Exercise instructions: Looking at the entries below, state how many lines contain the word "LogFormat". Give the number alone.

····················

//! # Event Bus System
//!
//! Broadcasts playback session lifecycle changes using `tokio::sync::broadcast`.
//!
//! ## Overview
//!
//! The session owner publishes a [`CoreEvent`] on every state change. The
//! bus is purely observational: tap delivery to the application layer does
//! not go through it, so a missing or lagging subscriber never affects the
//! session.
//!
//! ```text
//! ┌─────────────────┐     emit      ┌───────────┐    subscribe    ┌────────────┐
//! │ PlaybackSession ├──────────────>│ EventBus  ├────────────────>│ Diagnostics│
//! └─────────────────┘               └───────────┘                 └────────────┘
//! ```
//!
//! ## Usage
//!
//! ```rust
//! use core_runtime::events::{CoreEvent, EventBus, SessionEvent, StopReason};
//!
//! # #[tokio::main]
//! # async fn main() {
//! let bus = EventBus::new(16);
//! let mut rx = bus.subscribe();
//!
//! bus.emit(CoreEvent::Session(SessionEvent::Stopped {
//!     session_id: None,
//!     reason: StopReason::Requested,
//! }))
//! .ok();
//!
//! let event = rx.recv().await.unwrap();
//! assert_eq!(event.description(), "Session stopped");
//! # }
//! ```
//!
//! ## Error Handling
//!
//! - **`RecvError::Lagged(n)`**: the subscriber missed `n` events; keep reading.
//! - **`RecvError::Closed`**: every sender is gone; treat as shutdown.

use serde::{Deserialize, Serialize};
use std::fmt;
use tokio::sync::broadcast;

pub use tokio::sync::broadcast::error::{RecvError, SendError};
pub use tokio::sync::broadcast::Receiver;

/// Default buffer size for the event bus channel.
pub const DEFAULT_EVENT_BUFFER_SIZE: usize = 100;

// ============================================================================
// Core Event Types
// ============================================================================

/// Top-level event published on the bus.
#[derive(Debug, Clone, Serialize, Deserialize, PartialEq, Eq)]
#[serde(tag = "type", content = "payload")]
pub enum CoreEvent {
    Session(SessionEvent),
}

impl CoreEvent {
    pub fn description(&self) -> &str {
        match self {
            CoreEvent::Session(e) => e.description(),
        }
    }

    pub fn severity(&self) -> EventSeverity {
        match self {
            CoreEvent::Session(SessionEvent::Failed { .. }) => EventSeverity::Warning,
            CoreEvent::Session(SessionEvent::Starting { .. })
            | CoreEvent::Session(SessionEvent::Tapped { .. }) => EventSeverity::Info,
            _ => EventSeverity::Debug,
        }
    }
}

#[derive(Debug, Clone, Copy, PartialEq, Eq, PartialOrd, Ord, Serialize, Deserialize)]
pub enum EventSeverity {
    Debug,
    Info,
    Warning,
    Error,
}

/// Why a session returned to idle.
#[derive(Debug, Clone, Copy, PartialEq, Eq, Serialize, Deserialize)]
pub enum StopReason {
    /// The application asked for it.
    Requested,
    /// A non-looping stream reached its end.
    Completed,
    /// The user tapped the notification.
    Tapped,
    /// The owning background context is going away.
    Shutdown,
}

// ============================================================================
// Session Events
// ============================================================================

#[derive(Debug, Clone, Serialize, Deserialize, PartialEq, Eq)]
#[serde(tag = "event")]
pub enum SessionEvent {
    /// Start accepted; notification shown and renderer preparing.
    Starting {
        session_id: String,
        title: String,
        /// Redacted stream URL.
        url: String,
        looping: bool,
    },
    /// Start accepted without a stream: notification only.
    NotificationShown { title: String },
    /// Renderer reported ready and playback began.
    Playing { session_id: String },
    /// Session returned to idle.
    Stopped {
        session_id: Option<String>,
        reason: StopReason,
    },
    /// Renderer failed; session returned to idle.
    Failed { session_id: String, message: String },
    /// Tap forwarded to the application layer.
    Tapped { timestamp: i64, title: String },
}

impl SessionEvent {
    fn description(&self) -> &str {
        match self {
            SessionEvent::Starting { .. } => "Session starting",
            SessionEvent::NotificationShown { .. } => "Notification shown without audio",
            SessionEvent::Playing { .. } => "Session playing",
            SessionEvent::Stopped { .. } => "Session stopped",
            SessionEvent::Failed { .. } => "Session failed",
            SessionEvent::Tapped { .. } => "Notification tapped",
        }
    }
}

// ============================================================================
// Event Bus
// ============================================================================

/// Central event bus. Cloning shares the underlying channel.
#[derive(Clone)]
pub struct EventBus {
    sender: broadcast::Sender<CoreEvent>,
}

impl EventBus {
    /// Subscribers falling more than `capacity` events behind get
    /// `RecvError::Lagged`.
    pub fn new(capacity: usize) -> Self {
        let (sender, _) = broadcast::channel(capacity);
        Self { sender }
    }

    /// Returns the number of subscribers that received the event, or an error
    /// when nobody is subscribed.
    pub fn emit(&self, event: CoreEvent) -> Result<usize, SendError<CoreEvent>> {
        self.sender.send(event)
    }

    pub fn subscribe(&self) -> Receiver<CoreEvent> {
        self.sender.subscribe()
    }

    pub fn subscriber_count(&self) -> usize {
        self.sender.receiver_count()
    }
}

impl Default for EventBus {
    fn default() -> Self {
        Self::new(DEFAULT_EVENT_BUFFER_SIZE)
    }
}

impl fmt::Debug for EventBus {
    fn fmt(&self, f: &mut fmt::Formatter<'_>) -> fmt::Result {
        f.debug_struct("EventBus")
            .field("subscriber_count", &self.subscriber_count())
            .finish()
    }
}

// ============================================================================
// Event Stream Wrapper
// ============================================================================

type EventFilter = Box<dyn Fn(&CoreEvent) -> bool + Send + Sync>;

/// `broadcast::Receiver` with an optional predicate.
pub struct EventStream {
    receiver: Receiver<CoreEvent>,
    filter: Option<EventFilter>,
}

impl EventStream {
    pub fn new(receiver: Receiver<CoreEvent>) -> Self {
        Self {
            receiver,
            filter: None,
        }
    }

    pub fn filter<F>(mut self, predicate: F) -> Self
    where
        F: Fn(&CoreEvent) -> bool + Send + Sync + 'static,
    {
        self.filter = Some(Box::new(predicate));
        self
    }

    fn accepts(&self, event: &CoreEvent) -> bool {
        self.filter.as_ref().map_or(true, |filter| filter(event))
    }

    /// Next event passing the filter.
    pub async fn recv(&mut self) -> Result<CoreEvent, RecvError> {
        loop {
            let event = self.receiver.recv().await?;
            if self.accepts(&event) {
                return Ok(event);
            }
        }
    }

    /// Non-blocking variant of [`EventStream::recv`]; `None` when drained.
    pub fn try_recv(&mut self) -> Option<Result<CoreEvent, RecvError>> {
        loop {
            match self.receiver.try_recv() {
                Ok(event) if self.accepts(&event) => return Some(Ok(event)),
                Ok(_) => continue,
                Err(broadcast::error::TryRecvError::Empty) => return None,
                Err(broadcast::error::TryRecvError::Lagged(n)) => {
                    return Some(Err(RecvError::Lagged(n)))
                }
                Err(broadcast::error::TryRecvError::Closed) => return Some(Err(RecvError::Closed)),
            }
        }
    }
}

impl fmt::Debug for EventStream {
    fn fmt(&self, f: &mut fmt::Formatter<'_>) -> fmt::Result {
        f.debug_struct("EventStream")
            .field("has_filter", &self.filter.is_some())
            .finish()
    }
}
// ============================================================================
// Presentation, shutdown and construction
// ============================================================================

#[tokio::test]
async fn test_notification_content_follows_config() {
    let h = harness();
    h.session
        .start(StartRequest::new("a.mp3").with_icon("ic_alarm"))
        .await
        .unwrap();
    h.session.stop().await;
    h.session.start(StartRequest::new("b.mp3")).await.unwrap();

    let calls = h.presenter.calls();
    let channel_calls = calls
        .iter()
        .filter(|call| matches!(call, PresenterCall::EnsureChannel(_)))
        .count();
    assert_eq!(channel_calls, 1);
    assert_eq!(
        calls[0],
        PresenterCall::EnsureChannel("generic_audio_alert_channel".into())
    );

    let PresenterCall::Present(content) = &calls[1] else {
        panic!("expected present, got {:?}", calls[1]);
    };
    assert_eq!(content.id, 888);
    assert_eq!(content.title, "Alert");
    assert_eq!(content.body, "Playing audio...");
    assert_eq!(content.priority, NotificationPriority::Max);
    assert!(content.ongoing);
    assert_eq!(
        content.icon,
        bridge_traits::NotificationIcon::Named("ic_alarm".into())
    );
}

#[tokio::test]
async fn test_shutdown_tears_down_and_rejects_starts() {
    let h = harness();
    let mut rx = h.session.subscribe();
    h.session.start(StartRequest::new("a.mp3")).await.unwrap();
    let session = h.renderer.last_session();

    h.session.shutdown().await;
    h.session.shutdown().await;

    let stopped = wait_for(&mut rx, |e| matches!(e, SessionEvent::Stopped { .. })).await;
    assert_eq!(
        stopped,
        SessionEvent::Stopped {
            session_id: Some(session.to_string()),
            reason: StopReason::Shutdown,
        }
    );
    assert!(h.session.is_shut_down());
    assert_eq!(h.renderer.released(), vec![session]);

    let result = h.session.start(StartRequest::new("b.mp3")).await;
    assert!(matches!(result, Err(PlaybackError::SessionClosed)));
    assert_eq!(h.renderer.prepare_count(), 1);
    assert_eq!(h.session.snapshot().await.state, SessionState::Idle);
}

#[tokio::test(flavor = "multi_thread", worker_threads = 2)]
async fn test_start_racing_shutdown_is_rejected() {
    let h = harness_from(
        RecordingPresenter::slow_withdraw(Duration::from_millis(200)),
        FakeRenderer::default(),
    );

    let closing = h.session.clone();
    let shutdown = tokio::spawn(async move { closing.shutdown().await });
    tokio::time::sleep(Duration::from_millis(50)).await;

    // Waits on the lock held by the shutdown teardown
    let result = h.session.start(StartRequest::new("https://x/a.mp3")).await;
    shutdown.await.unwrap();

    assert!(matches!(result, Err(PlaybackError::SessionClosed)));
    let snapshot = h.session.snapshot().await;
    assert_eq!(snapshot.state, SessionState::Idle);
    assert!(!snapshot.is_active);
    assert!(!snapshot.notification_visible);
    assert_eq!(h.renderer.prepare_count(), 0);
    assert!(h.session.is_shut_down());
}
//! # Logging & Tracing Infrastructure
//!
//! Provides structured logging with `tracing` crate, supporting:
//! - JSON, pretty-print and compact output formats
//! - Module-level filtering
//! - Integration with host logging via `LoggerSink`
//! - URL redaction for stream sources
//!
//! ## Overview
//!
//! This module configures the `tracing-subscriber` infrastructure and mirrors
//! events into an optional [`LoggerSink`] so that the host (Logcat, OSLog)
//! sees the same records as the local formatter.
//!
//! ## Usage
//!
//! ```ignore
//! use core_runtime::logging::{init_logging, LogFormat, LoggingConfig};
//! use bridge_traits::time::{LogLevel, StderrLogger};
//! use std::sync::Arc;
//!
//! let config = LoggingConfig::default()
//!     .with_format(LogFormat::Compact)
//!     .with_level(LogLevel::Debug)
//!     .with_logger_sink(Arc::new(StderrLogger::default()));
//!
//! init_logging(config)?;
//! tracing::info!("alert core ready");
//! ```

use crate::error::{Error, Result};

use bridge_traits::time::{LogEntry, LogLevel, LoggerSink};

use std::collections::HashMap;
use std::fmt;
use std::io;
use std::sync::Arc;

use tracing::field::{Field, Visit};
use tracing::{Event, Subscriber};
use tracing_subscriber::{
    filter::EnvFilter,
    fmt::format::FmtSpan,
    layer::{Context, SubscriberExt},
    registry::LookupSpan,
    util::SubscriberInitExt,
    Layer, Registry,
};

/// Log output format
#[derive(Debug, Clone, Copy, PartialEq, Eq)]
pub enum LogFormat {
    /// Human-readable pretty format with colors
    Pretty,
    /// Structured JSON format for machine parsing
    Json,
    /// Compact single-line format
    Compact,
}

impl Default for LogFormat {
    fn default() -> Self {
        #[cfg(debug_assertions)]
        return Self::Pretty;

        #[cfg(not(debug_assertions))]
        return Self::Json;
    }
}

/// Logging configuration
#[derive(Clone)]
pub struct LoggingConfig {
    pub format: LogFormat,
    /// Minimum level for the workspace crates. Ignored when `filter` is set.
    pub level: LogLevel,
    /// Custom filter string (e.g., "core_playback=trace,bridge_desktop=debug")
    pub filter: Option<String>,
    pub logger_sink: Option<Arc<dyn LoggerSink>>,
    pub enable_spans: bool,
    pub display_target: bool,
    pub display_thread_info: bool,
}

impl Default for LoggingConfig {
    fn default() -> Self {
        Self {
            format: LogFormat::default(),
            level: LogLevel::Info,
            filter: None,
            logger_sink: None,
            enable_spans: true,
            display_target: true,
            display_thread_info: false,
        }
    }
}

impl fmt::Debug for LoggingConfig {
    fn fmt(&self, f: &mut fmt::Formatter<'_>) -> fmt::Result {
        f.debug_struct("LoggingConfig")
            .field("format", &self.format)
            .field("level", &self.level)
            .field("filter", &self.filter)
            .field(
                "logger_sink",
                &self.logger_sink.as_ref().map(|_| "LoggerSink { ... }"),
            )
            .field("enable_spans", &self.enable_spans)
            .finish()
    }
}

impl LoggingConfig {
    pub fn with_format(mut self, format: LogFormat) -> Self {
        self.format = format;
        self
    }

    pub fn with_level(mut self, level: LogLevel) -> Self {
        self.level = level;
        self
    }

    pub fn with_filter(mut self, filter: impl Into<String>) -> Self {
        self.filter = Some(filter.into());
        self
    }

    pub fn with_logger_sink(mut self, sink: Arc<dyn LoggerSink>) -> Self {
        self.logger_sink = Some(sink);
        self
    }

    pub fn with_spans(mut self, enable: bool) -> Self {
        self.enable_spans = enable;
        self
    }

    pub fn with_target(mut self, display: bool) -> Self {
        self.display_target = display;
        self
    }

    pub fn with_thread_info(mut self, display: bool) -> Self {
        self.display_thread_info = display;
        self
    }
}

/// Initialize the logging system
///
/// Call once during startup. A second call fails with [`Error::Logging`]
/// because the global subscriber is already installed.
pub fn init_logging(config: LoggingConfig) -> Result<()> {
    let filter = build_filter(&config)?;
    let fmt_layer = build_fmt_layer(&config);

    tracing_subscriber::registry()
        .with(fmt_layer)
        .with(LoggerSinkLayer::new(config.logger_sink.clone()))
        .with(filter)
        .try_init()
        .map_err(|e| Error::Logging(e.to_string()))
}

fn level_directive(level: LogLevel) -> &'static str {
    match level {
        LogLevel::Trace => "trace",
        LogLevel::Debug => "debug",
        LogLevel::Info => "info",
        LogLevel::Warn => "warn",
        LogLevel::Error => "error",
    }
}

fn build_filter(config: &LoggingConfig) -> Result<EnvFilter> {
    let filter_string = match &config.filter {
        Some(custom) => custom.clone(),
        None => {
            // Our crates at the configured level, dependencies at warn
            let lvl = level_directive(config.level);
            format!(
                "audio_alert_workspace={lvl},core_runtime={lvl},core_playback={lvl},\
                 core_service={lvl},bridge_desktop={lvl},h2=warn,hyper=warn,reqwest=warn"
            )
        }
    };

    EnvFilter::try_new(filter_string).map_err(|e| Error::Config(format!("Invalid log filter: {}", e)))
}

fn build_fmt_layer(config: &LoggingConfig) -> Box<dyn Layer<Registry> + Send + Sync> {
    let base = tracing_subscriber::fmt::layer()
        .with_target(config.display_target)
        .with_thread_ids(config.display_thread_info)
        .with_thread_names(config.display_thread_info)
        .with_writer(io::stdout);

    match config.format {
        LogFormat::Pretty => base
            .pretty()
            .with_span_events(if config.enable_spans {
                FmtSpan::ACTIVE
            } else {
                FmtSpan::NONE
            })
            .boxed(),
        LogFormat::Json => base
            .json()
            .flatten_event(true)
            .with_current_span(config.enable_spans)
            .with_span_list(config.enable_spans)
            .boxed(),
        LogFormat::Compact => base.compact().boxed(),
    }
}

/// Layer that forwards events to a `LoggerSink` implementation.
struct LoggerSinkLayer {
    sink: Option<Arc<dyn LoggerSink>>,
}

impl LoggerSinkLayer {
    fn new(sink: Option<Arc<dyn LoggerSink>>) -> Self {
        Self { sink }
    }
}

impl<S> Layer<S> for LoggerSinkLayer
where
    S: Subscriber + for<'a> LookupSpan<'a>,
{
    fn on_event(&self, event: &Event<'_>, ctx: Context<'_, S>) {
        let Some(sink) = self.sink.as_ref() else {
            return;
        };

        let metadata = event.metadata();
        let level = tracing_level_to_log_level(*metadata.level());
        if level < sink.min_level() {
            return;
        }

        let mut visitor = SinkVisitor::default();
        event.record(&mut visitor);

        let message = visitor
            .message
            .unwrap_or_else(|| metadata.name().to_string());

        let mut entry = LogEntry::new(level, metadata.target(), message);
        for (key, value) in visitor.fields {
            entry = entry.with_field(key, value);
        }
        if let Some(span) = ctx.lookup_current() {
            entry = entry.with_span(span.name());
        }

        let sink = Arc::clone(sink);

        // Inside a runtime the sink must not block the emitting task.
        if let Ok(handle) = tokio::runtime::Handle::try_current() {
            handle.spawn(async move {
                if let Err(err) = sink.log(entry).await {
                    eprintln!("LoggerSink error: {}", err);
                }
            });
            return;
        }

        if let Err(err) = futures::executor::block_on(sink.log(entry)) {
            eprintln!("LoggerSink error: {}", err);
        }
    }
}

#[derive(Default)]
struct SinkVisitor {
    message: Option<String>,
    fields: HashMap<String, String>,
}

impl SinkVisitor {
    fn record_value(&mut self, field: &Field, value: String) {
        if field.name() == "message" {
            self.message = Some(value);
        } else {
            self.fields.insert(field.name().to_string(), value);
        }
    }
}

impl Visit for SinkVisitor {
    fn record_str(&mut self, field: &Field, value: &str) {
        self.record_value(field, value.to_string());
    }

    fn record_i64(&mut self, field: &Field, value: i64) {
        self.record_value(field, value.to_string());
    }

    fn record_u64(&mut self, field: &Field, value: u64) {
        self.record_value(field, value.to_string());
    }

    fn record_bool(&mut self, field: &Field, value: bool) {
        self.record_value(field, value.to_string());
    }

    fn record_error(&mut self, field: &Field, value: &(dyn std::error::Error + 'static)) {
        self.record_value(field, value.to_string());
    }

    fn record_debug(&mut self, field: &Field, value: &dyn fmt::Debug) {
        self.record_value(field, format!("{:?}", value));
    }
}

fn tracing_level_to_log_level(level: tracing::Level) -> LogLevel {
    match level {
        tracing::Level::TRACE => LogLevel::Trace,
        tracing::Level::DEBUG => LogLevel::Debug,
        tracing::Level::INFO => LogLevel::Info,
        tracing::Level::WARN => LogLevel::Warn,
        tracing::Level::ERROR => LogLevel::Error,
    }
}

/// Strip credentials and query string from a stream URL before logging it.
///
/// Signed CDN URLs routinely carry tokens in the query string.
///
/// ```
/// use core_runtime::logging::redact_url;
///
/// assert_eq!(
///     redact_url("https://u:p@cdn.example.com/a.mp3?sig=abc"),
///     "https://cdn.example.com/a.mp3?[REDACTED]"
/// );
/// ```
pub fn redact_url(url: &str) -> String {
    let without_fragment = url.split('#').next().unwrap_or(url);
    let (base, has_query) = match without_fragment.split_once('?') {
        Some((base, _)) => (base, true),
        None => (without_fragment, false),
    };

    let base = match base.split_once("://") {
        Some((scheme, rest)) => {
            let (authority, path) = match rest.find('/') {
                Some(idx) => rest.split_at(idx),
                None => (rest, ""),
            };
            let host = authority
                .rsplit_once('@')
                .map(|(_, host)| host)
                .unwrap_or(authority);
            format!("{scheme}://{host}{path}")
        }
        None => base.to_string(),
    };

    if has_query {
        format!("{base}?[REDACTED]")
    } else {
        base
    }
}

····················

Exercise response: 10